The serum creatinine concentration increased slightly in this study. However, there are several reports that tolvaptan may protect against renal function. Costello et al. reported increased renal blood flow after administration of tolvaptan among patients with heart failure as compared with placebo or furosemide [1]. It is also speculated that tolvaptan stimulates neither the sympathetic activities nor renin–angiotensin–aldosterone (RAA) systems [28]. If tolvaptan is added to the treatment, there may be the advantage of reducing the dose of furosemide, which stimulates both sympathetic and RAA systems. In some clinical studies, serum creatinine and eGFR were reported not to be altered by tolvaptan treatment [15, 18, 24, 29]. In addition, the worsening renal function risk was lower with tolvaptan than conventional treatment in patients with acute decompensated heart failure [2931], and the effects on eGFR were similar to carperitide [32, 33]. Furthermore, it must be considered that lower eGFR was found to be a significant risk factor for a faster decline of eGFR [34]. In this study, there was a significant difference in the baseline ADH level between groups with increased and decreased serum creatinine after tolvaptan treatment (p = 0.048). The baseline ADH was measured in 9 cases, and the ADH level in the group with decreased serum creatinine (n = 3) was higher than that with increased serum creatinine level (n = 6). The free water retention due to excessive secreted ADH might be related to worsen renal failure in CHF, and the blockade of vasopressin V2 receptor by tolvaptan might provide improvement of the renal function.

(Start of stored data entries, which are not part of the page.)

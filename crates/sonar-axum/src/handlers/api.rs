//! Axum handlers for the JSON API and the health check.

use axum::Json;
use axum::extract::State;
use serde::{Deserialize, Serialize};
use sonar_core::{AlertReport, AlertStatus, ObjectClass, TrainingReport};

use super::run_blocking;
use crate::error::HttpError;
use crate::state::AppState;

// ── Request / response shapes ─────────────────────────────────────────────────

#[derive(Debug, Deserialize)]
pub struct DetectRequest {
    pub signal: String,
}

#[derive(Debug, Serialize)]
#[serde(rename_all = "camelCase")]
pub struct DetectResponse {
    pub class: ObjectClass,
    /// Dataset label, `R` or `M`.
    pub label: &'static str,
    pub headline: &'static str,
    pub alert: AlertReport,
}

#[derive(Debug, Serialize)]
#[serde(rename_all = "camelCase")]
pub struct StatusResponse {
    pub model_ready: bool,
    pub model_error: Option<String>,
    pub training: Option<TrainingReport>,
    pub alert: AlertStatus,
}

// ── Handlers ─────────────────────────────────────────────────────────────────

/// `POST /api/detect`
pub async fn detect(
    State(state): State<AppState>,
    Json(request): Json<DetectRequest>,
) -> Result<Json<DetectResponse>, HttpError> {
    let detection = run_blocking(&state, move |ctx| ctx.detection.detect(&request.signal)).await??;

    Ok(Json(DetectResponse {
        class: detection.class,
        label: detection.class.label(),
        headline: detection.headline,
        alert: detection.alert,
    }))
}

/// `POST /api/alert/stop`
pub async fn stop_alert(State(state): State<AppState>) -> Result<Json<AlertStatus>, HttpError> {
    Ok(Json(
        run_blocking(&state, |ctx| ctx.detection.stop_alert()).await?,
    ))
}

/// `GET /api/status`
pub async fn status(State(state): State<AppState>) -> Result<Json<StatusResponse>, HttpError> {
    let alert = run_blocking(&state, |ctx| ctx.detection.alert_status()).await?;

    Ok(Json(StatusResponse {
        model_ready: state.detection.model_ready(),
        model_error: state.model_error().map(str::to_string),
        training: state.training.clone(),
        alert,
    }))
}

/// `GET /health`
pub async fn health() -> &'static str {
    "ok"
}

Two cases were not able to continue use of tolvaptan because of its side effects. One patient exhibited liver dysfunction. Similarly, in the study of patients with autosomal dominant polycystic kidney disease, it was also reported that patients receiving tolvaptan had an increased risk of alanine aminotransferase or aspartate aminotransferase level elevation [35]. The other patient developed cerebral infarction. The mild hemiplegia symptom developed on the fourth day, and a small infarction lesion was detected by CT examination. There is no report of cerebral infarction associated with tolvaptan, even in the above clinical trials [35]. They were not fatal clinical conditions, but caution and accumulation of further cases are required.

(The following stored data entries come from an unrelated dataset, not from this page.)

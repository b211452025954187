//! Speech through a system TTS program run as a child process.
//!
//! The program is located once at start-up with [`which`]. Each utterance
//! spawns a fresh child; waiting polls it so that a cancelled alert can kill
//! the child mid-sentence instead of waiting for it to finish. The child's
//! stderr is drained on a reader thread so a chatty program can never stall
//! on a full pipe.

use std::io::Read;
use std::path::{Path, PathBuf};
use std::process::{Child, ChildStderr, Command, ExitStatus, Stdio};
use std::sync::mpsc;
use std::thread;
use std::time::Duration;

use super::{SpeechBackend, SpeechConfig, UtteranceOutcome};
use crate::cancel::CancellationToken;
use crate::error::VoiceError;

/// How often a running child is checked for exit.
const POLL_INTERVAL: Duration = Duration::from_millis(20);

/// Most stderr bytes kept for an error message; the rest is discarded.
const STDERR_LIMIT: usize = 4096;

/// How long a failed child's stderr reader gets to reach end of stream.
const STDERR_GRACE: Duration = Duration::from_millis(500);

/// Known speech programs, in probe order.
const CANDIDATES: [SpeechProgram; 4] = [
    SpeechProgram::EspeakNg,
    SpeechProgram::Espeak,
    SpeechProgram::Say,
    SpeechProgram::SpdSay,
];

/// Speech program flavour; decides the command-line shape.
#[derive(Debug, Clone, PartialEq, Eq)]
pub enum SpeechProgram {
    EspeakNg,
    Espeak,
    /// macOS `say`.
    Say,
    /// speech-dispatcher client.
    SpdSay,
    /// Anything else: the text is passed as the only argument.
    Other(String),
}

impl SpeechProgram {
    /// Classify a program by its file name.
    pub fn from_program(program: &str) -> Self {
        let stem = Path::new(program)
            .file_stem()
            .and_then(|s| s.to_str())
            .unwrap_or(program);
        match stem {
            "espeak-ng" => Self::EspeakNg,
            "espeak" => Self::Espeak,
            "say" => Self::Say,
            "spd-say" => Self::SpdSay,
            _ => Self::Other(program.to_string()),
        }
    }

    /// Executable name looked up on `PATH`.
    pub fn program(&self) -> &str {
        match self {
            Self::EspeakNg => "espeak-ng",
            Self::Espeak => "espeak",
            Self::Say => "say",
            Self::SpdSay => "spd-say",
            Self::Other(program) => program,
        }
    }

    /// Arguments for one utterance at `rate` words per minute.
    pub fn args(&self, text: &str, rate: u32) -> Vec<String> {
        match self {
            Self::EspeakNg | Self::Espeak => {
                vec!["-s".to_string(), rate.to_string(), text.to_string()]
            }
            Self::Say => vec!["-r".to_string(), rate.to_string(), text.to_string()],
            Self::SpdSay => vec!["--wait".to_string(), text.to_string()],
            Self::Other(_) => vec![text.to_string()],
        }
    }
}

/// [`SpeechBackend`] that shells out to a system speech program.
pub struct CommandSpeechBackend {
    program: SpeechProgram,
    path: PathBuf,
    rate: u32,
    running: Option<Running>,
}

/// A spawned utterance and the reader draining its stderr.
struct Running {
    child: Child,
    stderr: Option<mpsc::Receiver<String>>,
}

impl Running {
    /// Kill the child and reap it. Returns the exit status once reaped.
    fn kill(mut self) -> Option<ExitStatus> {
        let _ = self.child.kill();
        self.child.wait().ok()
    }

    /// Captured stderr, or empty if the reader has not finished in time.
    fn stderr(&self) -> String {
        self.stderr
            .as_ref()
            .and_then(|rx| rx.recv_timeout(STDERR_GRACE).ok())
            .unwrap_or_default()
    }
}

/// Read `pipe` to the end on a helper thread, keeping the first
/// [`STDERR_LIMIT`] bytes.
fn drain_stderr(mut pipe: ChildStderr) -> std::io::Result<mpsc::Receiver<String>> {
    let (tx, rx) = mpsc::sync_channel(1);
    thread::Builder::new()
        .name("sonar-speech-stderr".into())
        .spawn(move || {
            let mut kept = Vec::new();
            let mut buf = [0_u8; 4096];
            loop {
                match pipe.read(&mut buf) {
                    Ok(0) | Err(_) => break,
                    Ok(n) => {
                        let room = STDERR_LIMIT.saturating_sub(kept.len());
                        kept.extend_from_slice(&buf[..n.min(room)]);
                    }
                }
            }
            let _ = tx.send(String::from_utf8_lossy(&kept).into_owned());
        })?;
    Ok(rx)
}

impl CommandSpeechBackend {
    /// Locate a speech program.
    ///
    /// Uses `config.program` when set, otherwise the first of `espeak-ng`,
    /// `espeak`, `say` and `spd-say` found on `PATH`.
    pub fn detect(config: &SpeechConfig) -> Result<Self, VoiceError> {
        if let Some(program) = config.program.as_deref() {
            let path = which::which(program).map_err(|e| {
                VoiceError::BackendUnavailable(format!(
                    "speech program '{program}' not found: {e}"
                ))
            })?;
            return Ok(Self::with_program(
                SpeechProgram::from_program(program),
                path,
                config.rate,
            ));
        }

        for candidate in CANDIDATES {
            if let Ok(path) = which::which(candidate.program()) {
                tracing::debug!(program = candidate.program(), path = %path.display(), "Found speech program");
                return Ok(Self::with_program(candidate, path, config.rate));
            }
        }

        let tried: Vec<String> = CANDIDATES
            .iter()
            .map(|candidate| candidate.program().to_string())
            .collect();
        Err(VoiceError::BackendUnavailable(format!(
            "none of {} found on PATH",
            tried.join(", ")
        )))
    }

    /// Use an already-resolved program path.
    pub fn with_program(program: SpeechProgram, path: PathBuf, rate: u32) -> Self {
        Self {
            program,
            path,
            rate,
            running: None,
        }
    }

    pub const fn program(&self) -> &SpeechProgram {
        &self.program
    }

    pub fn path(&self) -> &Path {
        &self.path
    }

    fn kill_child(&mut self) {
        if let Some(running) = self.running.take() {
            running.kill();
        }
    }
}

impl SpeechBackend for CommandSpeechBackend {
    fn name(&self) -> &str {
        self.program.program()
    }

    fn say(&mut self, text: &str) -> Result<(), VoiceError> {
        self.kill_child();

        let mut child = Command::new(&self.path)
            .args(self.program.args(text, self.rate))
            .stdin(Stdio::null())
            .stdout(Stdio::null())
            .stderr(Stdio::piped())
            .spawn()
            .map_err(|e| VoiceError::SpawnFailed(format!("{}: {e}", self.path.display())))?;

        let stderr = match child.stderr.take().map(drain_stderr).transpose() {
            Ok(stderr) => stderr,
            Err(e) => {
                let _ = child.kill();
                let _ = child.wait();
                return Err(VoiceError::SpawnFailed(format!("stderr reader: {e}")));
            }
        };

        tracing::debug!(program = self.name(), pid = child.id(), "Utterance started");
        self.running = Some(Running { child, stderr });
        Ok(())
    }

    fn run_until_done(
        &mut self,
        cancel: &CancellationToken,
    ) -> Result<UtteranceOutcome, VoiceError> {
        let Some(mut running) = self.running.take() else {
            return Ok(UtteranceOutcome::Completed);
        };

        loop {
            if cancel.is_cancelled() {
                running.kill();
                tracing::debug!(program = self.name(), "Utterance interrupted");
                return Ok(UtteranceOutcome::Interrupted);
            }

            match running.child.try_wait() {
                Ok(Some(status)) if status.success() => return Ok(UtteranceOutcome::Completed),
                Ok(Some(status)) => {
                    let stderr = running.stderr();
                    let stderr = stderr.trim();
                    let message = if stderr.is_empty() {
                        format!("{} exited with {status}", self.name())
                    } else {
                        format!("{} exited with {status}: {stderr}", self.name())
                    };
                    return Err(VoiceError::SynthesisError(message));
                }
                Ok(None) => {
                    cancel.wait_for(POLL_INTERVAL);
                }
                Err(e) => {
                    running.kill();
                    return Err(VoiceError::SynthesisError(e.to_string()));
                }
            }
        }
    }
}

impl Drop for CommandSpeechBackend {
    fn drop(&mut self) {
        self.kill_child();
    }
}

impl std::fmt::Debug for CommandSpeechBackend {
    fn fmt(&self, f: &mut std::fmt::Formatter<'_>) -> std::fmt::Result {
        f.debug_struct("CommandSpeechBackend")
            .field("program", &self.program)
            .field("path", &self.path)
            .field("rate", &self.rate)
            .field("speaking", &self.running.is_some())
            .finish()
    }
}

This study has several limitations. As there were inconsistencies in the timing of cardiac echo (several days before administration, at the start of tolvaptan, etc), the CHF status might not be evaluated precisely. Furthermore, this is a retrospective observational study with a relatively small number of patients. It is necessary to examine the plasticity in more cases to warrant the results. A prospective study in which patients are randomized to comparison groups with placebo or other diuretics is expected to confirm our results.

In conclusion, tolvaptan has diuretic effects in cases with complicated, advanced renal dysfunction corresponding to stage 3–5 CKD, and is also effective in correcting hyponatremia. As the baseline urine osmolality, urine volume, and IVCD correlated closely with the amount of reduction in body weight, they may be useful predictors for diuretic effects of tolvaptan. In cases of maintaining urine concentrating abilities, tolvaptan may be the treatment of choice for CKD patients with fluid retention.